Collected data entries
*****

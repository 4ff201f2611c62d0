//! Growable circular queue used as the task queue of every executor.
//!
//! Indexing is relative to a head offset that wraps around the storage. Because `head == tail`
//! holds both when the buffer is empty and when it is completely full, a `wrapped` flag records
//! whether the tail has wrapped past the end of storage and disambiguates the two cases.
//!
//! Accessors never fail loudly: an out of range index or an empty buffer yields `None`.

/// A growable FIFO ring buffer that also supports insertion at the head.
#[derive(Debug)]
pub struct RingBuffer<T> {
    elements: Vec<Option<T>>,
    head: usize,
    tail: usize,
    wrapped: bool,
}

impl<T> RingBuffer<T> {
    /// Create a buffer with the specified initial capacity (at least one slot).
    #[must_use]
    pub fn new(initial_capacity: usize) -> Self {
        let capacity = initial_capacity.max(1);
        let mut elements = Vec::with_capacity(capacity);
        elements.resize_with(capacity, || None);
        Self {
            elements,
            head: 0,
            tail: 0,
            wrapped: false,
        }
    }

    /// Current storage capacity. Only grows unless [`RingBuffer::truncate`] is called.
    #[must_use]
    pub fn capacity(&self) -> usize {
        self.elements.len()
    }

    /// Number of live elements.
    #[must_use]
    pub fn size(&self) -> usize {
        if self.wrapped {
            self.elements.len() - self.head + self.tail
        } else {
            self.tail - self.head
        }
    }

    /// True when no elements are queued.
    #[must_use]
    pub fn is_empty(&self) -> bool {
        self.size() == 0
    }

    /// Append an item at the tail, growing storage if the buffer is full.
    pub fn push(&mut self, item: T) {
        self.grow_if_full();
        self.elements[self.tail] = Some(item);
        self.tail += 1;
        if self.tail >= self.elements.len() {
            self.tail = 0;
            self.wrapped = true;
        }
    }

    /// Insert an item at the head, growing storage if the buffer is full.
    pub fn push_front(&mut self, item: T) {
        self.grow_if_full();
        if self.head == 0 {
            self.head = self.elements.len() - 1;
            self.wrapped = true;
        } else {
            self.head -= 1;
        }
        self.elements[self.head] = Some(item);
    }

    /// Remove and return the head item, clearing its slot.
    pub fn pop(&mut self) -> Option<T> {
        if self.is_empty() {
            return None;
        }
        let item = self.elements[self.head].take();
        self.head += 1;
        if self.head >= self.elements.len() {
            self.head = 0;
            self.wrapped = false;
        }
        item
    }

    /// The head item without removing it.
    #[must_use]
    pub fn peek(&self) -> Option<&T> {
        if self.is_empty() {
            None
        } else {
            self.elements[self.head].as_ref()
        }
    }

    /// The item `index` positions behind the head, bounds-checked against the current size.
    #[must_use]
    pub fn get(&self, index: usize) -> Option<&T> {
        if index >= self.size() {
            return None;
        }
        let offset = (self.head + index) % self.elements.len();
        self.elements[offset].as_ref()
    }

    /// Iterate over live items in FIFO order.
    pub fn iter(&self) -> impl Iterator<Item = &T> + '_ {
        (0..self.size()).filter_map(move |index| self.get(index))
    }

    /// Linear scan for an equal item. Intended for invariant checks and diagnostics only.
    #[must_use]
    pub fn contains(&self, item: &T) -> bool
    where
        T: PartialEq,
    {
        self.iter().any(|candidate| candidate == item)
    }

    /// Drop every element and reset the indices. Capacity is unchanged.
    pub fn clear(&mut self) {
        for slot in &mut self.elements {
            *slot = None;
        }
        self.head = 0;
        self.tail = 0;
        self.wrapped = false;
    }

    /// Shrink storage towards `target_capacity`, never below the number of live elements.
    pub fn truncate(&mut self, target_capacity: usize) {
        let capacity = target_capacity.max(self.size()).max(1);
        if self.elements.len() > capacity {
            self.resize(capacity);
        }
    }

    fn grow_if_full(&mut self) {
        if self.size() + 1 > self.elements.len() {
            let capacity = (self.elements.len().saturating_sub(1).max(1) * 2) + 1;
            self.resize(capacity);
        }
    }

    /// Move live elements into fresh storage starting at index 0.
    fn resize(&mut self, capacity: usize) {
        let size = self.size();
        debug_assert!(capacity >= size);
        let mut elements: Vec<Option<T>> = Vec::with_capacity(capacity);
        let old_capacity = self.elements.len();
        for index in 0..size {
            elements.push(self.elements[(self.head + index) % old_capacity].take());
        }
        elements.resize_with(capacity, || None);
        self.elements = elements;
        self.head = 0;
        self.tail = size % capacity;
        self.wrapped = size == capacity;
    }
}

*****

What you are asked to do:
The word "wrapped": say how many lines of the records hold it, and give nothing but the number.

Solution to this exercise:
10